#### Exercise details:
For the listing below, show each line that includes the string "SubmitResponse".

#### Exercise input:
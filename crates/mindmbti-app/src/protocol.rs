// Messages exchanged between the front end and the orchestrator.
//
// The front end sends `UserCommand`s; spawned request tasks report back with
// `ApiEvent`s; the orchestrator pushes `UiUpdate`s for the view to apply.

use std::path::PathBuf;

use mindmbti_api::models::{
    AiReport, AiReportRequest, BasicReport, CareerAdvice, CareerMatch, Comparison,
    Compatibility, Health, HistoryRecord, LoginResponse, MbtiResult, MessageResponse,
    PdfDocument, Profile, ProfileUpdate, Question, RegisteredUser, SavedRecord, ShareCreated,
    SharedResult, SubmitResponse,
};
use mindmbti_api::ApiError;
use mindmbti_core::mbti::MbtiType;

// ---------------------------------------------------------------------------
// Screens and routes
// ---------------------------------------------------------------------------

#[derive(Debug, Clone, Copy, PartialEq, Eq, Hash)]
pub enum Screen {
    Home,
    Login,
    Register,
    Test,
    Result,
    Report,
    Compatibility,
    Career,
    Dashboard,
    Profile,
    Share,
}

impl Screen {
    pub fn title(self) -> &'static str {
        match self {
            Screen::Home => "홈",
            Screen::Login => "로그인",
            Screen::Register => "회원가입",
            Screen::Test => "MBTI 검사",
            Screen::Result => "검사 결과",
            Screen::Report => "리포트",
            Screen::Compatibility => "궁합 분석",
            Screen::Career => "직무 매칭",
            Screen::Dashboard => "대시보드",
            Screen::Profile => "마이페이지",
            Screen::Share => "공유된 결과",
        }
    }
}

/// A screen plus the parameters it is opened with.
#[derive(Debug, Clone, PartialEq, Eq)]
pub enum Route {
    Home,
    Login,
    Register,
    Test,
    Result { session_id: String },
    Report { mbti_type: MbtiType },
    Compatibility,
    Career { mbti_type: MbtiType },
    Dashboard,
    Profile,
    Share { share_id: Option<String> },
}

impl Route {
    pub fn screen(&self) -> Screen {
        match self {
            Route::Home => Screen::Home,
            Route::Login => Screen::Login,
            Route::Register => Screen::Register,
            Route::Test => Screen::Test,
            Route::Result { .. } => Screen::Result,
            Route::Report { .. } => Screen::Report,
            Route::Compatibility => Screen::Compatibility,
            Route::Career { .. } => Screen::Career,
            Route::Dashboard => Screen::Dashboard,
            Route::Profile => Screen::Profile,
            Route::Share { .. } => Screen::Share,
        }
    }
}

// ---------------------------------------------------------------------------
// Request slots
// ---------------------------------------------------------------------------

/// One logical request lane. At most one request per slot is in flight;
/// starting another supersedes it.
#[derive(Debug, Clone, Copy, PartialEq, Eq, Hash)]
pub enum RequestSlot {
    Health,
    Login,
    Register,
    Logout,
    Questions,
    Submit,
    Result,
    Pdf,
    CreateShare,
    SaveHistory,
    BasicReport,
    AiReport,
    Compatibility,
    CareerMatch,
    CareerAdvice,
    History,
    Compare,
    Profile,
    UpdateProfile,
    SharedResult,
}

impl RequestSlot {
    /// The screen whose teardown cancels this slot. Slots without a screen
    /// (health, logout, PDF downloads) outlive navigation.
    pub fn screen(self) -> Option<Screen> {
        match self {
            RequestSlot::Health | RequestSlot::Logout | RequestSlot::Pdf => None,
            RequestSlot::Login => Some(Screen::Login),
            RequestSlot::Register => Some(Screen::Register),
            RequestSlot::Questions | RequestSlot::Submit => Some(Screen::Test),
            RequestSlot::Result | RequestSlot::CreateShare | RequestSlot::SaveHistory => {
                Some(Screen::Result)
            }
            RequestSlot::BasicReport | RequestSlot::AiReport => Some(Screen::Report),
            RequestSlot::Compatibility => Some(Screen::Compatibility),
            RequestSlot::CareerMatch | RequestSlot::CareerAdvice => Some(Screen::Career),
            RequestSlot::History | RequestSlot::Compare => Some(Screen::Dashboard),
            RequestSlot::Profile | RequestSlot::UpdateProfile => Some(Screen::Profile),
            RequestSlot::SharedResult => Some(Screen::Share),
        }
    }

    /// Slots whose endpoints need a bearer token.
    pub fn requires_auth(self) -> bool {
        matches!(
            self,
            RequestSlot::SaveHistory
                | RequestSlot::History
                | RequestSlot::Compare
                | RequestSlot::Profile
                | RequestSlot::UpdateProfile
        )
    }

    /// Slots that load a screen's first content, where a sleeping backend is
    /// most likely to be noticed.
    pub fn shows_slow_hint(self) -> bool {
        matches!(
            self,
            RequestSlot::Questions | RequestSlot::Result | RequestSlot::SharedResult
        )
    }
}

// ---------------------------------------------------------------------------
// Commands (front end -> orchestrator)
// ---------------------------------------------------------------------------

#[derive(Debug, Clone, PartialEq)]
pub enum PdfSource {
    Result { session_id: String },
    Shared { share_id: String },
}

#[derive(Debug, Clone, PartialEq)]
pub enum UserCommand {
    Navigate(Route),
    CheckHealth,
    Login {
        email: String,
        password: String,
    },
    Register {
        email: String,
        password: String,
        nickname: String,
    },
    Logout,
    /// Start a fresh attempt: discard answers and fetch the questions.
    StartTest,
    Answer {
        question_id: u32,
        value: u8,
    },
    SubmitAnswers,
    LoadResult {
        session_id: String,
    },
    DownloadPdf(PdfSource),
    CreateShare {
        session_id: String,
    },
    SaveToHistory {
        session_id: String,
    },
    LoadBasicReport(MbtiType),
    RequestAiReport(AiReportRequest),
    CheckCompatibility {
        type_a: MbtiType,
        type_b: MbtiType,
    },
    LoadCareerMatch(MbtiType),
    RequestCareerAdvice {
        mbti_type: MbtiType,
        current_job: String,
    },
    LoadHistory,
    Compare {
        session_a: String,
        session_b: String,
    },
    LoadProfile,
    UpdateProfile(ProfileUpdate),
    LoadSharedResult {
        share_id: String,
    },
    /// Re-issue the last request made on the current screen.
    Retry,
    Quit,
}

impl UserCommand {
    /// Whether `Retry` may replay this command. Credentials are never kept
    /// around for replay, and one-shot actions (saving, sharing, PDF
    /// downloads) must not run twice, so `Retry` reloads the screen instead.
    pub fn is_replayable(&self) -> bool {
        !matches!(
            self,
            UserCommand::Navigate(_)
                | UserCommand::Login { .. }
                | UserCommand::Register { .. }
                | UserCommand::Logout
                | UserCommand::Answer { .. }
                | UserCommand::DownloadPdf(_)
                | UserCommand::CreateShare { .. }
                | UserCommand::SaveToHistory { .. }
                | UserCommand::Retry
                | UserCommand::Quit
        )
    }
}

// ---------------------------------------------------------------------------
// Events (request task -> orchestrator)
// ---------------------------------------------------------------------------

/// Outcome of a spawned request, tagged with the generation of its slot at
/// spawn time.
#[derive(Debug)]
pub struct ApiEvent {
    pub slot: RequestSlot,
    pub generation: u64,
    pub outcome: ApiOutcome,
}

#[derive(Debug)]
pub enum ApiOutcome {
    /// The request is still pending after the slow-hint delay.
    StillWaiting,
    Health(Result<Health, ApiError>),
    Login(Result<LoginResponse, ApiError>),
    Register(Result<RegisteredUser, ApiError>),
    Logout(Result<MessageResponse, ApiError>),
    Questions(Result<Vec<Question>, ApiError>),
    Submit(Result<SubmitResponse, ApiError>),
    Result(Result<MbtiResult, ApiError>),
    Pdf(Result<PdfDocument, ApiError>),
    CreateShare(Result<ShareCreated, ApiError>),
    SaveHistory(Result<SavedRecord, ApiError>),
    BasicReport(Result<BasicReport, ApiError>),
    AiReport(Result<AiReport, ApiError>),
    Compatibility(Result<Compatibility, ApiError>),
    CareerMatch(Result<CareerMatch, ApiError>),
    CareerAdvice(Result<CareerAdvice, ApiError>),
    History(Result<Vec<HistoryRecord>, ApiError>),
    Compare(Result<Comparison, ApiError>),
    Profile(Result<Profile, ApiError>),
    UpdateProfile(Result<Profile, ApiError>),
    SharedResult(Result<SharedResult, ApiError>),
}

// ---------------------------------------------------------------------------
// UI updates (orchestrator -> front end)
// ---------------------------------------------------------------------------

#[derive(Debug, Clone, PartialEq)]
pub enum UiUpdate {
    Navigated(Route),
    AuthChanged {
        authenticated: bool,
    },
    /// Outcome of the latest health check.
    ServerReachable(bool),
    Loading(RequestSlot),
    SlowHint(RequestSlot),
    Settled(RequestSlot),
    Failed {
        slot: RequestSlot,
        message: String,
    },
    Notice(String),
    Questions(Vec<Question>),
    AnswerRecorded {
        question_id: u32,
        value: u8,
        answered: usize,
    },
    AnswersCleared,
    Result(MbtiResult),
    PdfSaved {
        path: PathBuf,
    },
    ShareReady {
        share_id: String,
        link: String,
    },
    SavedToHistory {
        session_id: String,
    },
    BasicReport(BasicReport),
    AiReport(AiReport),
    Compatibility(Compatibility),
    CareerMatch(CareerMatch),
    CareerAdvice(CareerAdvice),
    History(Vec<HistoryRecord>),
    Comparison(Comparison),
    Profile(Profile),
    SharedResult(SharedResult),
}

#[cfg(test)]
mod tests {
    use super::*;

    #[test]
    fn route_maps_to_screen() {
        assert_eq!(
            Route::Result {
                session_id: "s1".into()
            }
            .screen(),
            Screen::Result
        );
        assert_eq!(Route::Share { share_id: None }.screen(), Screen::Share);
        assert_eq!(
            Route::Career {
                mbti_type: MbtiType::default()
            }
            .screen(),
            Screen::Career
        );
    }

    #[test]
    fn background_slots_outlive_navigation() {
        assert_eq!(RequestSlot::Pdf.screen(), None);
        assert_eq!(RequestSlot::Logout.screen(), None);
        assert_eq!(RequestSlot::Health.screen(), None);
        assert_eq!(RequestSlot::Questions.screen(), Some(Screen::Test));
        assert_eq!(RequestSlot::Compare.screen(), Some(Screen::Dashboard));
    }

    #[test]
    fn credentials_are_not_replayable() {
        assert!(!UserCommand::Login {
            email: "a@b.com".into(),
            password: "pw".into()
        }
        .is_replayable());
        assert!(!UserCommand::Retry.is_replayable());
        assert!(UserCommand::LoadHistory.is_replayable());
        assert!(UserCommand::StartTest.is_replayable());
    }

    #[test]
    fn one_shot_actions_are_not_replayable() {
        let session_id = "s1".to_string();
        assert!(!UserCommand::SaveToHistory {
            session_id: session_id.clone()
        }
        .is_replayable());
        assert!(!UserCommand::CreateShare { session_id }.is_replayable());
        assert!(UserCommand::LoadResult {
            session_id: "s1".into()
        }
        .is_replayable());
    }
}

#### Solution to the exercise:
    SharedResult, SubmitResponse,
    Submit(Result<SubmitResponse, ApiError>),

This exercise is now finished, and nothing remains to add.